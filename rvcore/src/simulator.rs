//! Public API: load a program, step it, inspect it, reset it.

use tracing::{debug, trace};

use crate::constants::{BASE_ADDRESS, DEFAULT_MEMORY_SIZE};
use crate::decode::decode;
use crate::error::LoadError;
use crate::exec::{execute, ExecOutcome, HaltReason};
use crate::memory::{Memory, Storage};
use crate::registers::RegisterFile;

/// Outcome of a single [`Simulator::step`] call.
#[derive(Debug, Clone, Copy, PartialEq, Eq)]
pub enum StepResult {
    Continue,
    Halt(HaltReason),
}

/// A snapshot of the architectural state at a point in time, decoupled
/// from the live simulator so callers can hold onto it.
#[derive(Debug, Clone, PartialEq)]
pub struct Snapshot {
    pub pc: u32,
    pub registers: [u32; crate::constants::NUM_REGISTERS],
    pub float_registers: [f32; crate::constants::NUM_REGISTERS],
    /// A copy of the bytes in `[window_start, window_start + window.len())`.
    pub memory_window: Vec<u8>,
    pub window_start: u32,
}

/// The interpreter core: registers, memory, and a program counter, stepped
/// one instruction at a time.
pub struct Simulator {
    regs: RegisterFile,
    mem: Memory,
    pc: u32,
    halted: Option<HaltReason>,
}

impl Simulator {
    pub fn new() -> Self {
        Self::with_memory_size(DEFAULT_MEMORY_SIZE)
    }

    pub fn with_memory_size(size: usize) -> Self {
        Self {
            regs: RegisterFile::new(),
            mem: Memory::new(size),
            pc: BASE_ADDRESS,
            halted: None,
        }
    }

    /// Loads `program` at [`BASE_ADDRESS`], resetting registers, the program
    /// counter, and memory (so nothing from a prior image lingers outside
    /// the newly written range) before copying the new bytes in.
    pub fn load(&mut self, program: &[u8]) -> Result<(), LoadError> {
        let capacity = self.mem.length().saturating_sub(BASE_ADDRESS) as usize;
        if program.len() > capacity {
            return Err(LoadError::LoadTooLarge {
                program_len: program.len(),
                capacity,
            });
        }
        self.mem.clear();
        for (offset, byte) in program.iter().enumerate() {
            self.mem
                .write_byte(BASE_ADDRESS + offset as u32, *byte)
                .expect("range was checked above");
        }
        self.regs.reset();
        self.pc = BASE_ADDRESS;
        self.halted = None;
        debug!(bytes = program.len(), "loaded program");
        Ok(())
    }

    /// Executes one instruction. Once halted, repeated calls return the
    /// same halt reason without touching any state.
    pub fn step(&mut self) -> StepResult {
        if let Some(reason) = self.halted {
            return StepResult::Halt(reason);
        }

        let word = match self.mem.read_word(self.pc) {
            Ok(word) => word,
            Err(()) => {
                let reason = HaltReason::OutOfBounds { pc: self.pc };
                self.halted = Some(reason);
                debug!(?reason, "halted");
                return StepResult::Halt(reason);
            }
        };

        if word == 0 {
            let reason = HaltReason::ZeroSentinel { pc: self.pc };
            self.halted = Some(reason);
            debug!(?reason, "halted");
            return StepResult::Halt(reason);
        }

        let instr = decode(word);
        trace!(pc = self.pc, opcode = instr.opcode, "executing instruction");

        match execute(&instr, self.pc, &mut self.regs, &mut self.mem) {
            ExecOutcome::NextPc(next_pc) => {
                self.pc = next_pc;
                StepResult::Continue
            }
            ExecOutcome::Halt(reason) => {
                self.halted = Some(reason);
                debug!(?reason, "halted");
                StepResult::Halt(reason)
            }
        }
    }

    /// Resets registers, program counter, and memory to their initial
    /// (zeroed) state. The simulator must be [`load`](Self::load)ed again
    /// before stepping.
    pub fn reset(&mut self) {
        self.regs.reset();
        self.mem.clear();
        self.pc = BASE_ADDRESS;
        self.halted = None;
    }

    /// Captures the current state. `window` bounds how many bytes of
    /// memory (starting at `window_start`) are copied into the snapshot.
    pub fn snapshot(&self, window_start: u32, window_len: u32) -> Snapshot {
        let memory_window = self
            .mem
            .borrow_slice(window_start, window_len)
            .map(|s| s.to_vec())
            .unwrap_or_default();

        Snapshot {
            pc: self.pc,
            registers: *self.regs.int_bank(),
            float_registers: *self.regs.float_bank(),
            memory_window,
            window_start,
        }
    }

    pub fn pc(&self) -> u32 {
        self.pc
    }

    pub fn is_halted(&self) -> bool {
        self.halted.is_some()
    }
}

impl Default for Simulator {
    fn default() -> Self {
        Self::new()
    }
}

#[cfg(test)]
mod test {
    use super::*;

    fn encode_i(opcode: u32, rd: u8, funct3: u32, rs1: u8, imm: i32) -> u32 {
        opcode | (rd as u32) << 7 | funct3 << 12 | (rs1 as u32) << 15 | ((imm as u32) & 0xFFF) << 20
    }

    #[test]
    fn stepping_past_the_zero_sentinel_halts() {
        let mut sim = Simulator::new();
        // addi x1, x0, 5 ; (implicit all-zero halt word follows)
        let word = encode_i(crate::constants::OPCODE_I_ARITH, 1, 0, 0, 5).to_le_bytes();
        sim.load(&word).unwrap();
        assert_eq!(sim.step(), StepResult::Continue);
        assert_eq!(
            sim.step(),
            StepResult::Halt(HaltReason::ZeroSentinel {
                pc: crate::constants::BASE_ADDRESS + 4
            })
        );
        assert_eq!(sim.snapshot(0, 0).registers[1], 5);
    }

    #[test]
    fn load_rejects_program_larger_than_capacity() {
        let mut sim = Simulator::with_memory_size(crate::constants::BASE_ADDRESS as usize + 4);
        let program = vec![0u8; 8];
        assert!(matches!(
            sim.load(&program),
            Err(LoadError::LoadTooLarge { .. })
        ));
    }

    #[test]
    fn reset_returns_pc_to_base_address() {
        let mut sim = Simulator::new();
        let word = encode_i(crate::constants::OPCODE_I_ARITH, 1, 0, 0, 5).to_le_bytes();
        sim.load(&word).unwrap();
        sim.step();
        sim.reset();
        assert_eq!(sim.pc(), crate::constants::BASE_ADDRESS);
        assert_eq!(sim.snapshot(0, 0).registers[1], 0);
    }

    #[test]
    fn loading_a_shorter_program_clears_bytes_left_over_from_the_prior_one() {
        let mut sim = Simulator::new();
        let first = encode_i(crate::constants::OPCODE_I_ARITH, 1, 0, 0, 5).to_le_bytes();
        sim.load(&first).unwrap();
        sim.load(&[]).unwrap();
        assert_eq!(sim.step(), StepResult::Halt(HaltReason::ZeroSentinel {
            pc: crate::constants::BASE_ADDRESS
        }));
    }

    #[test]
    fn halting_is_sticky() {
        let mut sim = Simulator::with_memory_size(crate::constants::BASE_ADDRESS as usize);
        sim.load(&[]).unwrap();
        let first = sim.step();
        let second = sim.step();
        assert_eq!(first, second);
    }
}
================================
> **What the task requires**: All of the entries should be transcribed exactly as they appear.

> **Solution for this exercise**:
filename rvcore/src/simulator.rs
//! Public API: load a program, step it, inspect it, reset it.

use tracing::{debug, trace};

use crate::constants::{BASE_ADDRESS, DEFAULT_MEMORY_SIZE};
use crate::decode::decode;
use crate::error::LoadError;
use crate::exec::{execute, ExecOutcome, HaltReason};
use crate::memory::{Memory, Storage};
use crate::registers::RegisterFile;

/// Outcome of a single [`Simulator::step`] call.
#[derive(Debug, Clone, Copy, PartialEq, Eq)]
pub enum StepResult {
    Continue,
    Halt(HaltReason),
}

/// A snapshot of the architectural state at a point in time, decoupled
/// from the live simulator so callers can hold onto it.
#[derive(Debug, Clone, PartialEq)]
pub struct Snapshot {
    pub pc: u32,
    pub registers: [u32; crate::constants::NUM_REGISTERS],
    pub float_registers: [f32; crate::constants::NUM_REGISTERS],
    /// A copy of the bytes in `[window_start, window_start + window.len())`.
    pub memory_window: Vec<u8>,
    pub window_start: u32,
}

/// The interpreter core: registers, memory, and a program counter, stepped
/// one instruction at a time.
pub struct Simulator {
    regs: RegisterFile,
    mem: Memory,
    pc: u32,
    halted: Option<HaltReason>,
}

impl Simulator {
    pub fn new() -> Self {
        Self::with_memory_size(DEFAULT_MEMORY_SIZE)
    }

    pub fn with_memory_size(size: usize) -> Self {
        Self {
            regs: RegisterFile::new(),
            mem: Memory::new(size),
            pc: BASE_ADDRESS,
            halted: None,
        }
    }

    /// Loads `program` at [`BASE_ADDRESS`], resetting registers, the program
    /// counter, and memory (so nothing from a prior image lingers outside
    /// the newly written range) before copying the new bytes in.
    pub fn load(&mut self, program: &[u8]) -> Result<(), LoadError> {
        let capacity = self.mem.length().saturating_sub(BASE_ADDRESS) as usize;
        if program.len() > capacity {
            return Err(LoadError::LoadTooLarge {
                program_len: program.len(),
                capacity,
            });
        }
        self.mem.clear();
        for (offset, byte) in program.iter().enumerate() {
            self.mem
                .write_byte(BASE_ADDRESS + offset as u32, *byte)
                .expect("range was checked above");
        }
        self.regs.reset();
        self.pc = BASE_ADDRESS;
        self.halted = None;
        debug!(bytes = program.len(), "loaded program");
        Ok(())
    }

    /// Executes one instruction. Once halted, repeated calls return the
    /// same halt reason without touching any state.
    pub fn step(&mut self) -> StepResult {
        if let Some(reason) = self.halted {
            return StepResult::Halt(reason);
        }

        let word = match self.mem.read_word(self.pc) {
            Ok(word) => word,
            Err(()) => {
                let reason = HaltReason::OutOfBounds { pc: self.pc };
                self.halted = Some(reason);
                debug!(?reason, "halted");
                return StepResult::Halt(reason);
            }
        };

        if word == 0 {
            let reason = HaltReason::ZeroSentinel { pc: self.pc };
            self.halted = Some(reason);
            debug!(?reason, "halted");
            return StepResult::Halt(reason);
        }

        let instr = decode(word);
        trace!(pc = self.pc, opcode = instr.opcode, "executing instruction");

        match execute(&instr, self.pc, &mut self.regs, &mut self.mem) {
            ExecOutcome::NextPc(next_pc) => {
                self.pc = next_pc;
                StepResult::Continue
            }
            ExecOutcome::Halt(reason) => {
                self.halted = Some(reason);
                debug!(?reason, "halted");
                StepResult::Halt(reason)
            }
        }
    }

    /// Resets registers, program counter, and memory to their initial
    /// (zeroed) state. The simulator must be [`load`](Self::load)ed again
    /// before stepping.
    pub fn reset(&mut self) {
        self.regs.reset();
        self.mem.clear();
        self.pc = BASE_ADDRESS;
        self.halted = None;
    }

    /// Captures the current state. `window` bounds how many bytes of
    /// memory (starting at `window_start`) are copied into the snapshot.
    pub fn snapshot(&self, window_start: u32, window_len: u32) -> Snapshot {
        let memory_window = self
            .mem
            .borrow_slice(window_start, window_len)
            .map(|s| s.to_vec())
            .unwrap_or_default();

        Snapshot {
            pc: self.pc,
            registers: *self.regs.int_bank(),
            float_registers: *self.regs.float_bank(),
            memory_window,
            window_start,
        }
    }

    pub fn pc(&self) -> u32 {
        self.pc
    }

    pub fn is_halted(&self) -> bool {
        self.halted.is_some()
    }
}

impl Default for Simulator {
    fn default() -> Self {
        Self::new()
    }
}

#[cfg(test)]
mod test {
    use super::*;

    fn encode_i(opcode: u32, rd: u8, funct3: u32, rs1: u8, imm: i32) -> u32 {
        opcode | (rd as u32) << 7 | funct3 << 12 | (rs1 as u32) << 15 | ((imm as u32) & 0xFFF) << 20
    }

    #[test]
    fn stepping_past_the_zero_sentinel_halts() {
        let mut sim = Simulator::new();
        // addi x1, x0, 5 ; (implicit all-zero halt word follows)
        let word = encode_i(crate::constants::OPCODE_I_ARITH, 1, 0, 0, 5).to_le_bytes();
        sim.load(&word).unwrap();
        assert_eq!(sim.step(), StepResult::Continue);
        assert_eq!(
            sim.step(),
            StepResult::Halt(HaltReason::ZeroSentinel {
                pc: crate::constants::BASE_ADDRESS + 4
            })
        );
        assert_eq!(sim.snapshot(0, 0).registers[1], 5);
    }

    #[test]
    fn load_rejects_program_larger_than_capacity() {
        let mut sim = Simulator::with_memory_size(crate::constants::BASE_ADDRESS as usize + 4);
        let program = vec![0u8; 8];
        assert!(matches!(
            sim.load(&program),
            Err(LoadError::LoadTooLarge { .. })
        ));
    }

    #[test]
    fn reset_returns_pc_to_base_address() {
        let mut sim = Simulator::new();
        let word = encode_i(crate::constants::OPCODE_I_ARITH, 1, 0, 0, 5).to_le_bytes();
        sim.load(&word).unwrap();
        sim.step();
        sim.reset();
        assert_eq!(sim.pc(), crate::constants::BASE_ADDRESS);
        assert_eq!(sim.snapshot(0, 0).registers[1], 0);
    }

    #[test]
    fn loading_a_shorter_program_clears_bytes_left_over_from_the_prior_one() {
        let mut sim = Simulator::new();
        let first = encode_i(crate::constants::OPCODE_I_ARITH, 1, 0, 0, 5).to_le_bytes();
        sim.load(&first).unwrap();
        sim.load(&[]).unwrap();
        assert_eq!(sim.step(), StepResult::Halt(HaltReason::ZeroSentinel {
            pc: crate::constants::BASE_ADDRESS
        }));
    }

    #[test]
    fn halting_is_sticky() {
        let mut sim = Simulator::with_memory_size(crate::constants::BASE_ADDRESS as usize);
        sim.load(&[]).unwrap();
        let first = sim.step();
        let second = sim.step();
        assert_eq!(first, second);
    }
}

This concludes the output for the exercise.